Quick Filter Dictionary

Bruno Desthuilliers bruno.42.desthuilliers at wtf.websiteburo.oops.com
Wed Mar 14 08:28:45 EDT 2007


abcd a écrit :
> On Mar 14, 7:29 am, "abcd" <codecr... at gmail.com> wrote:
>> Hi,
>>    I have a dictionary which may contain various keys/values, however,
>> it will always contain 'name' and 'age' keys.
>>
>>    This dictionary is kept inside a class, such as....
>>
>>     class Person:

Do yourself a favor : use new-style classes:
        class Person(object):

>>         def __init__(self, name, age):
>>             self.data = {'name' : name, 'age' : age}

You may improve this part with kwargs:

          def __init__(self, name, age, **kw):
              kw.update(name=name, age=age)
              self.data = kw

Also, and FWIW, object attributes are stored in self.___dict__. Do you 
have a compelling reason to use yet another 'data' dict ?

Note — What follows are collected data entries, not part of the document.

//! On-disk fixtures: Zarr archives, archive file listings and cell indexes.

use std::path::Path;
use std::sync::Arc;

use zarrs::array::{ArrayBuilder, DataType, FillValue};
use zarrs::array_subset::ArraySubset;
use zarrs_filesystem::FilesystemStore;

/// Sentinel used by the archive for missing samples.
pub const ARCHIVE_SENTINEL: f32 = -9999.9;

/// Layout of a test archive.
#[derive(Debug, Clone)]
pub struct ArchiveLayout {
    /// RFC 3339 timestamp of time index 0, written as `start_time`.
    pub start_time: Option<String>,
    /// Number of half-hour steps.
    pub time: usize,
    pub rows: usize,
    pub columns: usize,
    /// Chunk length along the time axis.
    pub time_chunk: usize,
}

impl ArchiveLayout {
    pub fn new(start_time: &str, time: usize, rows: usize, columns: usize) -> Self {
        Self {
            start_time: Some(start_time.to_string()),
            time,
            rows,
            columns,
            time_chunk: 48,
        }
    }
}

/// Write a `[time, row, column]` float32 Zarr V3 array at `path` (store root).
///
/// `data` is in C order: time slowest, column fastest.
pub fn write_imerg_archive(
    path: &Path,
    layout: &ArchiveLayout,
    data: &[f32],
) -> Result<(), Box<dyn std::error::Error>> {
    assert_eq!(data.len(), layout.time * layout.rows * layout.columns, "data does not match shape");

    std::fs::create_dir_all(path)?;
    let store = Arc::new(FilesystemStore::new(path)?);

    let shape = vec![layout.time as u64, layout.rows as u64, layout.columns as u64];
    let chunk_shape = vec![
        layout.time_chunk.min(layout.time).max(1) as u64,
        layout.rows as u64,
        layout.columns as u64,
    ];

    let mut attrs = serde_json::Map::new();
    attrs.insert("units".to_string(), serde_json::json!("mm/hr"));
    attrs.insert("time_step_minutes".to_string(), serde_json::json!(30));
    if let Some(start) = &layout.start_time {
        attrs.insert("start_time".to_string(), serde_json::json!(start));
    }

    let array = ArrayBuilder::new(
        shape.clone(),
        DataType::Float32,
        chunk_shape.try_into()?,
        FillValue::from(ARCHIVE_SENTINEL),
    )
    .attributes(attrs)
    .build(store.clone(), "/")?;

    array.store_metadata()?;

    let subset = ArraySubset::new_with_start_shape(vec![0, 0, 0], shape)?;
    array.store_array_subset_elements(&subset, data)?;

    Ok(())
}

/// Create empty files named like the archive's half-hourly source files.
pub fn write_archive_files(dir: &Path, names: &[&str]) {
    for name in names {
        std::fs::write(dir.join(name), b"").expect("failed to create archive file");
    }
}

/// A FeatureCollection of square cells with `column,row` labels.
///
/// Features are emitted row by row, columns fastest.
pub fn cell_index_geojson(
    origin_lon: f64,
    origin_lat: f64,
    resolution: f64,
    columns: usize,
    rows: usize,
) -> String {
    let mut features = Vec::with_capacity(columns * rows);
    for row in 0..rows {
        for col in 0..columns {
            let west = origin_lon + col as f64 * resolution;
            let south = origin_lat + row as f64 * resolution;
            let east = west + resolution;
            let north = south + resolution;
            features.push(serde_json::json!({
                "type": "Feature",
                "properties": { "label": format!("{},{}", col, row) },
                "geometry": {
                    "type": "Polygon",
                    "coordinates": [[
                        [west, south], [east, south], [east, north], [west, north], [west, south]
                    ]]
                }
            }));
        }
    }
    serde_json::json!({ "type": "FeatureCollection", "features": features }).to_string()
}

>>         def getData(self, includeNameAge=False):
>>             if includeNameAge: return self.data
>>             tmp = <shallow or deep copy of 'data'>
                tmp = self.data.copy()
>>             del tmp['name']
>>             del tmp['age']
>>             return tmp

The problem with this implementation (as well as for the other below) is 
that in the first case you return a reference to the data dict itself, 
while in the second case you return a new dict.

p = Person('bibi', 42, foo='bar')
data = p.getData(True)
data['baaz'] = 'quux'
del data['name']
print p.data

p = Person('bibi', 42, foo='bar')
p.getData()
data['baaz'] = 'quux'
del data['foo']
print p.data

Better to *always* return a copy IMHO.